Paris stocks have picked themselves off the floor and are showing strong signs of upward momentum.
The Cac 40 benchmark went into a tailspin as the coronavirus hit the French and wider European economy but is now marching back towards its pre-crisis point.
This morning, the index was up 1.69% at 4,843.23. One month early, on 4 May, it traded at 4,378.23, but three months ago, in the last pre-crisis days, it had stood at 5,333.52 on 2 March.
An awkward place
In other words, the Cac 40 is more than 10% higher than a month ago, but is still more than 9% lower than in early March.
Encouragingly for those of a bullish disposition, the index is less than 400 points adrift of the 5,241.46 at which it stood a year ago, on 3 June 2019, when the coronavirus was a subject of interest only to medical specialists.
Trade France 40 - FR40 CFD
Paris occupies a sometimes-awkward place in the ranking of European financial centres, being neither a global powerhouse such as London nor a niche provider of specialist services, such as Zurich. It is probably closest to Frankfurt, but the latter’s weight is greatly magnified by the sheer size of the German economy.
Growth pick-up forecast for 2021
It was not always like this. In the 19th Century, Paris could claim to rival London in financial terms, with a booming stock market, as depicted in Emile Zola’s classic 1891 novel L’Argent, and strict adherence to bullion, both gold and silver, as the basis for monetary operations. Decline set in after the Second World War, as the French state took a guiding role in the economy, eclipsing the importance of equity-financed private enterprise.

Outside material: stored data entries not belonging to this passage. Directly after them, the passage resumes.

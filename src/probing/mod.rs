//! Capability check implementation submodule.
//!
//! Internal building blocks behind [`probe`](crate::probe):
//!
//! - `find_runtime`: PATH-based interpreter lookup with fallbacks
//! - `check_version`: async version query with a bounded timeout
//! - `parse_version`: regex-based version extraction from CLI output
//! - `check_gui_module`: toolkit import check in a throwaway subprocess

mod gui;
mod parser;
mod path_finder;
mod version;

pub(crate) use gui::check_gui_module;
pub(crate) use parser::parse_version;
pub(crate) use path_finder::{find_runtime, RUNTIME_CANDIDATES};
pub(crate) use version::check_version;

By the Eighties, with London expanding greatly after its Big Bang reforms, the Paris bourse was looking hopelessly out of date, with its restricted membership and leisurely trading hours. Much has changed since then, and today the trader can deal in the stocks of some of the great names of French business. These include aircraft maker Airbus, car firms Peugeot and Renault and the Total oil group.

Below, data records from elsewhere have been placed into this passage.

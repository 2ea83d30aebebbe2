//! Attendance records, one row per accepted presence event.
//!
//! Rows keep the original record layout (name, roll number, attendance flag,
//! date, time of attendance) plus the event type and how the person was
//! identified.

use crate::{open_connection, StoreError};
use chrono::NaiveDate;
use presence_core::{AttendanceStore, EventType, Method, PersistenceError, PresenceEvent};
use rusqlite::{params, Connection, Row};
use serde::Serialize;
use std::io::Write;
use std::path::Path;

const DATE_FORMAT: &str = "%Y-%m-%d";
const TIME_FORMAT: &str = "%H:%M";

const SELECT_COLUMNS: &str =
    "SELECT id, name, roll_number, attendance, event_type, method, date, time, timestamp_ms
     FROM attendance";

/// A stored attendance row.
#[derive(Debug, Clone, PartialEq, Serialize)]
pub struct AttendanceRecord {
    pub id: String,
    pub name: String,
    pub roll_number: i64,
    pub attendance: bool,
    pub event_type: EventType,
    pub method: Method,
    pub date: String,
    pub time: String,
    pub timestamp_ms: i64,
}

pub struct SqliteAttendanceStore {
    conn: Connection,
}

impl SqliteAttendanceStore {
    pub fn open(path: impl AsRef<Path>) -> Result<Self, StoreError> {
        let path = path.as_ref();
        let store = Self {
            conn: open_connection(path)?,
        };
        store.init_schema()?;
        tracing::debug!(path = %path.display(), "attendance store opened");
        Ok(store)
    }

    pub fn open_in_memory() -> Result<Self, StoreError> {
        let store = Self {
            conn: Connection::open_in_memory()?,
        };
        store.init_schema()?;
        Ok(store)
    }

    fn init_schema(&self) -> Result<(), StoreError> {
        self.conn.execute(
            "CREATE TABLE IF NOT EXISTS attendance (
                id TEXT PRIMARY KEY,
                name TEXT NOT NULL,
                roll_number INTEGER NOT NULL,
                attendance INTEGER NOT NULL DEFAULT 1,
                event_type TEXT NOT NULL,
                method TEXT NOT NULL,
                date TEXT NOT NULL,
                time TEXT NOT NULL,
                timestamp_ms INTEGER NOT NULL
            )",
            [],
        )?;
        self.conn.execute(
            "CREATE INDEX IF NOT EXISTS idx_attendance_date ON attendance(date, timestamp_ms)",
            [],
        )?;
        Ok(())
    }

    /// Insert one event. Event ids are unique, so a duplicate insert fails.
    pub fn record(&self, event: &PresenceEvent) -> Result<(), StoreError> {
        let local = event.local_time();
        self.conn.execute(
            "INSERT INTO attendance
             (id, name, roll_number, attendance, event_type, method, date, time, timestamp_ms)
             VALUES (?1, ?2, ?3, 1, ?4, ?5, ?6, ?7, ?8)",
            params![
                event.id.to_string(),
                event.identity.name,
                event.roll_number,
                event.event_type.as_str(),
                event.method.as_str(),
                local.format(DATE_FORMAT).to_string(),
                local.format(TIME_FORMAT).to_string(),
                event.timestamp_ms,
            ],
        )?;
        Ok(())
    }

    /// All rows for one calendar date, oldest first.
    pub fn records_on(&self, date: NaiveDate) -> Result<Vec<AttendanceRecord>, StoreError> {
        let sql = format!("{SELECT_COLUMNS} WHERE date = ?1 ORDER BY timestamp_ms, rowid");
        self.query(&sql, params![date.format(DATE_FORMAT).to_string()])
    }

    /// Every row, oldest first.
    pub fn all_records(&self) -> Result<Vec<AttendanceRecord>, StoreError> {
        let sql = format!("{SELECT_COLUMNS} ORDER BY timestamp_ms, rowid");
        self.query(&sql, [])
    }

    pub fn count(&self) -> Result<u64, StoreError> {
        let n: i64 = self
            .conn
            .query_row("SELECT COUNT(*) FROM attendance", [], |row| row.get(0))?;
        Ok(n as u64)
    }

    /// Write every row as one JSON object per line. Returns the row count.
    pub fn export_json_lines<W: Write>(&self, mut out: W) -> Result<usize, StoreError> {
        let records = self.all_records()?;
        for record in &records {
            serde_json::to_writer(&mut out, record)?;
            out.write_all(b"\n")?;
        }
        out.flush()?;
        Ok(records.len())
    }

    fn query<P: rusqlite::Params>(
        &self,
        sql: &str,
        params: P,
    ) -> Result<Vec<AttendanceRecord>, StoreError> {
        let mut stmt = self.conn.prepare(sql)?;
        let raw = stmt
            .query_map(params, RawRow::from_row)?
            .collect::<Result<Vec<_>, _>>()?;
        raw.into_iter().map(RawRow::into_record).collect()
    }
}

impl AttendanceStore for SqliteAttendanceStore {
    fn insert(&mut self, event: &PresenceEvent) -> Result<(), PersistenceError> {
        self.record(event)
            .map_err(|e| PersistenceError::WriteFailed(e.to_string()))
    }
}

/// Row as read from SQLite, before enum columns are validated.
struct RawRow {
    id: String,
    name: String,
    roll_number: i64,
    attendance: bool,
    event_type: String,
    method: String,
    date: String,
    time: String,
    timestamp_ms: i64,
}

impl RawRow {
    fn from_row(row: &Row<'_>) -> rusqlite::Result<Self> {
        Ok(Self {
            id: row.get(0)?,
            name: row.get(1)?,
            roll_number: row.get(2)?,
            attendance: row.get(3)?,
            event_type: row.get(4)?,
            method: row.get(5)?,
            date: row.get(6)?,
            time: row.get(7)?,
            timestamp_ms: row.get(8)?,
        })
    }

    fn into_record(self) -> Result<AttendanceRecord, StoreError> {
        let event_type = self
            .event_type
            .parse::<EventType>()
            .map_err(|e| StoreError::Corrupt(format!("{}: {e}", self.id)))?;
        let method = self
            .method
            .parse::<Method>()
            .map_err(|e| StoreError::Corrupt(format!("{}: {e}", self.id)))?;
        Ok(AttendanceRecord {
            id: self.id,
            name: self.name,
            roll_number: self.roll_number,
            attendance: self.attendance,
            event_type,
            method,
            date: self.date,
            time: self.time,
            timestamp_ms: self.timestamp_ms,
        })
    }
}

#[cfg(test)]
mod tests {
    use super::*;
    use chrono::{Local, TimeZone};
    use presence_core::Identity;

    fn event(name: &str, roll: i64, event_type: EventType, at_ms: i64) -> PresenceEvent {
        PresenceEvent::new(
            Identity::new(name, roll),
            roll,
            event_type,
            Method::Recognition,
            at_ms,
        )
    }

    fn local_ms(y: i32, m: u32, d: u32, h: u32, min: u32) -> i64 {
        Local
            .with_ymd_and_hms(y, m, d, h, min, 0)
            .single()
            .unwrap()
            .timestamp_millis()
    }

    #[test]
    fn test_record_and_read_back() {
        let store = SqliteAttendanceStore::open_in_memory().unwrap();
        let at = local_ms(2024, 3, 5, 18, 30);
        let e = event("Dev Mishra", 22053596, EventType::Entry, at);
        store.record(&e).unwrap();

        let rows = store.all_records().unwrap();
        assert_eq!(rows.len(), 1);
        let row = &rows[0];
        assert_eq!(row.id, e.id.to_string());
        assert_eq!(row.name, "Dev Mishra");
        assert_eq!(row.roll_number, 22053596);
        assert!(row.attendance);
        assert_eq!(row.event_type, EventType::Entry);
        assert_eq!(row.method, Method::Recognition);
        assert_eq!(row.date, "2024-03-05");
        assert_eq!(row.time, "18:30");
    }

    #[test]
    fn test_records_on_filters_by_date() {
        let store = SqliteAttendanceStore::open_in_memory().unwrap();
        store
            .record(&event("A", 1, EventType::Entry, local_ms(2024, 3, 5, 9, 0)))
            .unwrap();
        store
            .record(&event("A", 1, EventType::Exit, local_ms(2024, 3, 5, 17, 0)))
            .unwrap();
        store
            .record(&event("A", 1, EventType::Entry, local_ms(2024, 3, 6, 9, 0)))
            .unwrap();

        let day = NaiveDate::from_ymd_opt(2024, 3, 5).unwrap();
        let rows = store.records_on(day).unwrap();
        let types: Vec<EventType> = rows.iter().map(|r| r.event_type).collect();
        assert_eq!(types, vec![EventType::Entry, EventType::Exit]);
        assert_eq!(store.count().unwrap(), 3);
    }

    #[test]
    fn test_duplicate_event_rejected_through_trait() {
        let mut store = SqliteAttendanceStore::open_in_memory().unwrap();
        let e = event("A", 1, EventType::Entry, 0);
        assert!(store.insert(&e).is_ok());
        let err = store.insert(&e).unwrap_err();
        assert!(matches!(err, PersistenceError::WriteFailed(_)));
        assert_eq!(store.count().unwrap(), 1);
    }

    #[test]
    fn test_export_json_lines() {
        let store = SqliteAttendanceStore::open_in_memory().unwrap();
        store.record(&event("A", 1, EventType::Entry, 1_000)).unwrap();
        store.record(&event("B", 2, EventType::Entry, 2_000)).unwrap();

        let mut out = Vec::new();
        assert_eq!(store.export_json_lines(&mut out).unwrap(), 2);

        let text = String::from_utf8(out).unwrap();
        let lines: Vec<serde_json::Value> = text
            .lines()
            .map(|l| serde_json::from_str(l).unwrap())
            .collect();
        assert_eq!(lines.len(), 2);
        assert_eq!(lines[0]["name"], "A");
        assert_eq!(lines[1]["roll_number"], 2);
        assert_eq!(lines[1]["event_type"], "Entry");
    }

    #[test]
    fn test_corrupt_event_type_is_reported() {
        let store = SqliteAttendanceStore::open_in_memory().unwrap();
        store
            .conn
            .execute(
                "INSERT INTO attendance
                 (id, name, roll_number, event_type, method, date, time, timestamp_ms)
                 VALUES ('x', 'A', 1, 'Sideways', 'Recognition', '2024-01-01', '00:00', 0)",
                [],
            )
            .unwrap();
        assert!(matches!(store.all_records(), Err(StoreError::Corrupt(_))));
    }
}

In its Article IV health check on the French economy, the International Monetary Fund (IMF) wrote: “Growth slowed last year as the cyclical recovery ran its course and temporary domestic factors, coupled with slowing global growth, weighed on demand. Nonetheless, activity remained resilient relative to peers, and the labour market continued to improve. The fiscal deficit declined modestly, but public debt reached an all-time high. The government’s structural reform agenda is being put in place and growth is expected to gradually return to its potential level over the medium run.”
Given this was in June last year, the coronavirus crisis will have overshadowed the outlook, but more recently the IMF has forecast growth of 4.5% next year, against 4% for the UK and 3% for Japan.